Becky G singles chronology
| "Ram Pam Pam" (2021) | "Fulanito" (2021) | "Only One" (2021) |

El Alfa singles chronology
| "Pikete" (2021) | "Fulanito" (2021) | "Vitamina Q" (2021) |

Music video
- "Fulanito" on YouTube

= Fulanito (song) =

2021 single by Becky G and El Alfa

"Fulanito" is a song by American singer Becky G and Dominican rapper El Alfa. It was released by Kemosabe and RCA Records on June 3, 2021, as the second single from Gomez's second studio album, Esquemas (2022). A dance for the song became viral on the TikTok app.

==Music video==
The music video was released alongside the song on June 3. The music video was directed by both and shot in Miami, Florida.

==Live performances==
Becky G and El Alfa performed "Fulanito" together for the first time at the Premios Juventud on July 22, 2021. Gomez performed the song at the Coachella Valley Music and Arts Festival on April 14 and 21, 2023.

== Accolades ==

Awards and nominations for "Fulanito"
| Organization | Year | Category | Result | Ref. |
| Premio Lo Nuestro | 2022 | Urban Collaboration of the Year | Nominated |  |
| Premios Tu Música Urbano | Urban Tropical Song | Won |  |

==Charts==

===Weekly charts===

| Chart (2021) | Peak position |
|---|---|
| Argentina Hot 100 (Billboard) | 61 |
| Global 200 (Billboard) | 140 |
| Global Excl.
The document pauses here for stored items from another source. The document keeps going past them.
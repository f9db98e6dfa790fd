//! The build pipeline: validate → dedupe → sort → render → size-bound.

use std::sync::Mutex;
use std::time::{Duration, Instant};

use tracing::debug;

use crate::memory::RetrievedMemory;
use crate::options::ContextOptions;
use crate::render::{render_entry, Renderer, RendererRegistry};
use crate::similarity::content_similarity;

/// Marker appended when the artifact hits the byte budget.
pub const TRUNCATION_MARKER: &str = "... (truncated)";

/// Statistics of the most recent build.
#[derive(Debug, Clone, Copy, PartialEq, Default)]
pub struct BuildStats {
    pub input_memories: usize,
    pub output_memories: usize,
    pub duplicates_removed: usize,
    pub total_size: usize,
    pub truncated: bool,
    pub build_time: Duration,
}

/// The context builder. Holds options, the renderer registry, and the
/// stats of the last build.
pub struct ContextBuilder {
    options: ContextOptions,
    registry: RendererRegistry,
    last_stats: Mutex<BuildStats>,
}

impl ContextBuilder {
    pub fn new(options: ContextOptions) -> Self {
        Self {
            options,
            registry: RendererRegistry::default(),
            last_stats: Mutex::new(BuildStats::default()),
        }
    }

    /// Register a custom renderer for an event type. It has first refusal
    /// on every entry of that type; returning `None` falls through to the
    /// built-in rendering.
    pub fn register_renderer(&mut self, event_type: impl Into<String>, renderer: Renderer) {
        self.registry.register(event_type, renderer);
    }

    /// Assemble the context artifact. The result never exceeds
    /// `options.max_size` bytes.
    pub fn build(&self, memories: &[RetrievedMemory]) -> String {
        let started = Instant::now();
        let input_memories = memories.len();

        // Entries without an id or content cannot be rendered or deduped.
        let valid: Vec<&RetrievedMemory> =
            memories.iter().filter(|m| m.is_renderable()).collect();

        let (survivors, duplicates_removed) = self.deduplicate(valid);

        // Stable sort keeps input order for equal scores.
        let mut ranked = survivors;
        ranked.sort_by(|a, b| {
            b.score
                .partial_cmp(&a.score)
                .unwrap_or(std::cmp::Ordering::Equal)
        });

        let separator = "\n\n";

        let mut output = String::new();
        let mut output_memories = 0;
        let mut truncated = false;
        for memory in &ranked {
            let block = render_entry(&self.registry, memory, &self.options);
            let extra = if output.is_empty() { 0 } else { separator.len() };
            if output.len() + extra + block.len() > self.options.max_size {
                truncated = true;
                break;
            }
            if !output.is_empty() {
                output.push_str(separator);
            }
            output.push_str(&block);
            output_memories += 1;
        }

        if truncated {
            output = append_marker(output, self.options.max_size);
        }

        let stats = BuildStats {
            input_memories,
            output_memories,
            duplicates_removed,
            total_size: output.len(),
            truncated,
            build_time: started.elapsed(),
        };
        debug!(
            input = stats.input_memories,
            output = stats.output_memories,
            deduped = stats.duplicates_removed,
            size = stats.total_size,
            truncated = stats.truncated,
            "context built"
        );
        if let Ok(mut guard) = self.last_stats.lock() {
            *guard = stats;
        }

        output
    }

    /// Greedy clustering by pairwise similarity; the highest-scored
    /// member of each cluster survives. Threshold 1.0 disables dedup.
    fn deduplicate<'a>(
        &self,
        memories: Vec<&'a RetrievedMemory>,
    ) -> (Vec<&'a RetrievedMemory>, usize) {
        let threshold = self.options.deduplicate_threshold;
        if threshold >= 1.0 {
            return (memories, 0);
        }

        let mut clusters: Vec<&RetrievedMemory> = Vec::new();
        let mut removed = 0;
        'next: for memory in memories {
            for representative in clusters.iter_mut() {
                if content_similarity(&memory.content, &representative.content) >= threshold {
                    removed += 1;
                    // Keep the higher score; earlier input wins ties.
                    if memory.score > representative.score {
                        *representative = memory;
                    }
                    continue 'next;
                }
            }
            clusters.push(memory);
        }
        (clusters, removed)
    }

    /// Statistics of the most recent `build` call.
    pub fn get_last_build_stats(&self) -> BuildStats {
        self.last_stats
            .lock()
            .map(|guard| *guard)
            .unwrap_or_default()
    }
}

/// Trim the artifact so the truncation marker fits inside the budget,
/// then append it.
fn append_marker(mut output: String, max_size: usize) -> String {
    if max_size <= TRUNCATION_MARKER.len() {
        return TRUNCATION_MARKER
            .as_bytes()
            .get(..max_size)
            .and_then(|b| std::str::from_utf8(b).ok())
            .unwrap_or_default()
            .to_string();
    }
    let budget = max_size - TRUNCATION_MARKER.len();
    if output.len() > budget {
        let mut cut = budget;
        while !output.is_char_boundary(cut) {
            cut -= 1;
        }
        output.truncate(cut);
    }
    output.push_str(TRUNCATION_MARKER);
    output
}

#[cfg(test)]
mod tests {
    use super::*;

    #[test]
    fn marker_fits_the_budget() {
        let out = append_marker("x".repeat(600), 500);
        assert!(out.len() <= 500);
        assert!(out.ends_with(TRUNCATION_MARKER));
    }

    #[test]
    fn tiny_budget_still_bounded() {
        let out = append_marker("hello".to_string(), 5);
        assert!(out.len() <= 5);
    }
}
US (Billboard) | 97 |
| Spain (PROMUSICAE) | 9 |
| US Hot Latin Songs (Billboard) | 24 |
| US Latin Airplay (Billboard) | 43 |
| US Latin Pop Airplay (Billboard) | 10 |
| US Latin Rhythm Airplay (Billboard) | 21 |
| Venezuela (Record Report) | 6 |

===Year-end charts===

| Chart (2021) | Position |
|---|---|
| Ecuador (Monitor Latino) | 72 |
| El Salvador (Monitor Latino) | 61 |
| Guatemala (Monitor Latino) | 30 |
| Honduras (Monitor Latino) | 99 |
| Nicaragua Urbano (Monitor Latino) | 24 |
| Peru (Monitor Latino) | 77 |
| Puerto Rico (Monitor Latino) | 99 |
| Spain (PROMUSICAE) | 42 |
| US Latin Pop Airplay (Billboard) | 36 |
| Venezuela (Monitor Latino) | 20 |
| Chart (2022) | Position |
| Guatemala (Monitor Latino) | 93 |
| Nicaragua (Monitor Latino) | 49 |
| Panama (Monitor Latino) | 86 |

==Certifications==

| Region | Certification | Certified units/sales |
| Mexico (AMPROFON) | 2× Platinum | 280,000^{‡} |
| Spain (Promusicae) | 3× Platinum | 120,000^{‡} |
| United States (RIAA) | 7× Platinum (Latin) | 420,000^{‡} |
Streaming
| Central America (CFC) | Platinum | 7,000,000^{†} |
^{‡} Sales+streaming figures based on certification alone. ^{†} Streaming-only figures based on certification alone.